## Problem statement
Your job is to report every line of the entries that has "StdTcpStream".

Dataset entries
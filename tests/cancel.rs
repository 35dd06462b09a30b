use evport::{Error, EventPort, EventPortBuilder, TcpChannel};

use bytes::BytesMut;
use std::io::Write;
use std::net::{TcpListener as StdTcpListener, TcpStream as StdTcpStream};
use std::sync::Arc;
use std::sync::atomic::{AtomicUsize, Ordering};
use std::sync::mpsc;
use std::thread;
use std::time::Duration;

fn connected_pair(port: &Arc<EventPort>) -> (Arc<TcpChannel>, StdTcpStream) {
    let listener = StdTcpListener::bind("127.0.0.1:0").unwrap();
    let target = listener.local_addr().unwrap();

    let channel = TcpChannel::open(port).unwrap();
    let future = channel.connect(target);
    let (peer, _) = listener.accept().unwrap();
    future.get().expect("connect should succeed");

    (channel, peer)
}

#[test]
fn test_cancel_pending_read() {
    let port = EventPortBuilder::new().cached_pool(2).build().unwrap();
    let (channel, mut peer) = connected_pair(&port);

    let (sender, receiver) = mpsc::channel();
    let future = channel.read_with(
        BytesMut::with_capacity(64),
        None,
        (),
        move |outcome, _| {
            sender.send(outcome.map(|(n, _)| n)).unwrap();
        },
    );

    assert!(future.cancel(), "cancel should win against an idle read");
    assert!(future.is_cancelled());
    assert!(!future.cancel(), "second cancel is a no-op");

    let outcome = receiver.recv_timeout(Duration::from_secs(5)).unwrap();
    assert!(matches!(outcome, Err(Error::Cancelled)));

    // The channel survives a cancelled read.
    peer.write_all(b"after").unwrap();
    let (n, _) = channel
        .read(BytesMut::with_capacity(64), None)
        .get()
        .expect("read after cancel should succeed");
    assert_eq!(n, 5);

    channel.close();
}

#[test]
fn test_cancel_after_completion_returns_false() {
    let port = EventPortBuilder::new().cached_pool(2).build().unwrap();
    let (channel, mut peer) = connected_pair(&port);

    let future = channel.read(BytesMut::with_capacity(64), None);
    peer.write_all(b"done").unwrap();

    let (n, _) = future.get().unwrap();
    assert_eq!(n, 4);
    assert!(!future.cancel(), "completed operation cannot be cancelled");
    assert!(!future.is_cancelled());

    channel.close();
}

#[test]
fn test_cancel_racing_timeout_settles_exactly_once() {
    let port = EventPortBuilder::new().cached_pool(2).build().unwrap();
    let (channel, _peer) = connected_pair(&port);

    let invocations = Arc::new(AtomicUsize::new(0));
    let (sender, receiver) = mpsc::channel();
    let counter = invocations.clone();
    let future = channel.read_with(
        BytesMut::with_capacity(64),
        Some(Duration::from_millis(50)),
        (),
        move |outcome, _| {
            counter.fetch_add(1, Ordering::SeqCst);
            sender.send(outcome.map(|(n, _)| n)).unwrap();
        },
    );

    // Race the explicit cancel against the timeout firing.
    thread::sleep(Duration::from_millis(50));
    future.cancel();

    let outcome = receiver.recv_timeout(Duration::from_secs(5)).unwrap();
    assert!(
        matches!(outcome, Err(Error::Cancelled) | Err(Error::TimedOut)),
        "outcome must come from one of the racing completers"
    );

    // Give any duplicate dispatch a chance to surface, then check once-only.
    thread::sleep(Duration::from_millis(100));
    assert_eq!(invocations.load(Ordering::SeqCst), 1);

    channel.close();
}

#[test]
fn test_cancelled_connect_closes_channel() {
    let port = EventPortBuilder::new().cached_pool(2).build().unwrap();

    // A listener with a saturated backlog keeps the connect pending long
    // enough to cancel it. If the connect still completes first, cancel
    // simply reports false.
    let listener = StdTcpListener::bind("127.0.0.1:0").unwrap();
    let target = listener.local_addr().unwrap();

    let channel = TcpChannel::open(&port).unwrap();
    let future = channel.connect(target);
    if future.cancel() {
        assert!(matches!(future.get(), Err(Error::Cancelled)));
        assert!(!channel.is_open(), "cancelled connect closes the channel");
    } else {
        future.get().expect("connect completed before the cancel");
        channel.close();
    }
}
//! Asynchronous TCP stream channel.
//!
//! Every operation follows the same template: validate the channel state,
//! attempt the syscall on the calling thread, and either complete on the
//! spot or park a [`PendingResult`] on the channel and arm readiness
//! interest with the event port. The poll loop finishes parked operations
//! when the descriptor becomes ready.
//!
//! # Example
//!
//! ```ignore
//! use evport::{EventPort, TcpChannel};
//! use bytes::BytesMut;
//!
//! let port = EventPort::default_port();
//! let channel = TcpChannel::open(&port)?;
//! channel.connect("127.0.0.1:8080".parse()?).get()?;
//! let (n, buf) = channel.read(BytesMut::with_capacity(1024), None).get()?;
//! ```

use crate::channel::{Abortable, OpKind, PollableChannel, deliver_completed};
use crate::error::{Error, Result};
use crate::future::{Handler, IoFuture, PendingResult};
use crate::invoker;
use crate::port::EventPort;
use crate::port::poller::Interest;
use crate::sys::{self, IoOutcome};

use bytes::{Bytes, BytesMut};
use parking_lot::{Mutex, RwLock, RwLockReadGuard};
use std::net::SocketAddr;
use std::os::fd::RawFd;
use std::sync::{Arc, Weak};
use std::time::Duration;

#[derive(Clone, Copy, Debug, PartialEq, Eq)]
enum Stage {
    Unconnected,
    Pending,
    Connected,
    Closed,
}

struct ConnState {
    stage: Stage,
    local: Option<SocketAddr>,
    remote: Option<SocketAddr>,
    pending_remote: Option<SocketAddr>,
}

/// A parked read, tagged by buffer shape because the completion value's
/// numeric width differs: a single-buffer read completes with `usize`, a
/// scattering read with the aggregate `u64` count.
enum PendingRead {
    Single {
        result: Arc<PendingResult<(usize, BytesMut)>>,
        buf: BytesMut,
    },
    Scattering {
        result: Arc<PendingResult<(u64, Vec<BytesMut>)>>,
        bufs: Vec<BytesMut>,
    },
}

## Answer for this exercise
use std::net::{TcpListener as StdTcpListener, TcpStream as StdTcpStream};
fn connected_pair(port: &Arc<EventPort>) -> (Arc<TcpChannel>, StdTcpStream) {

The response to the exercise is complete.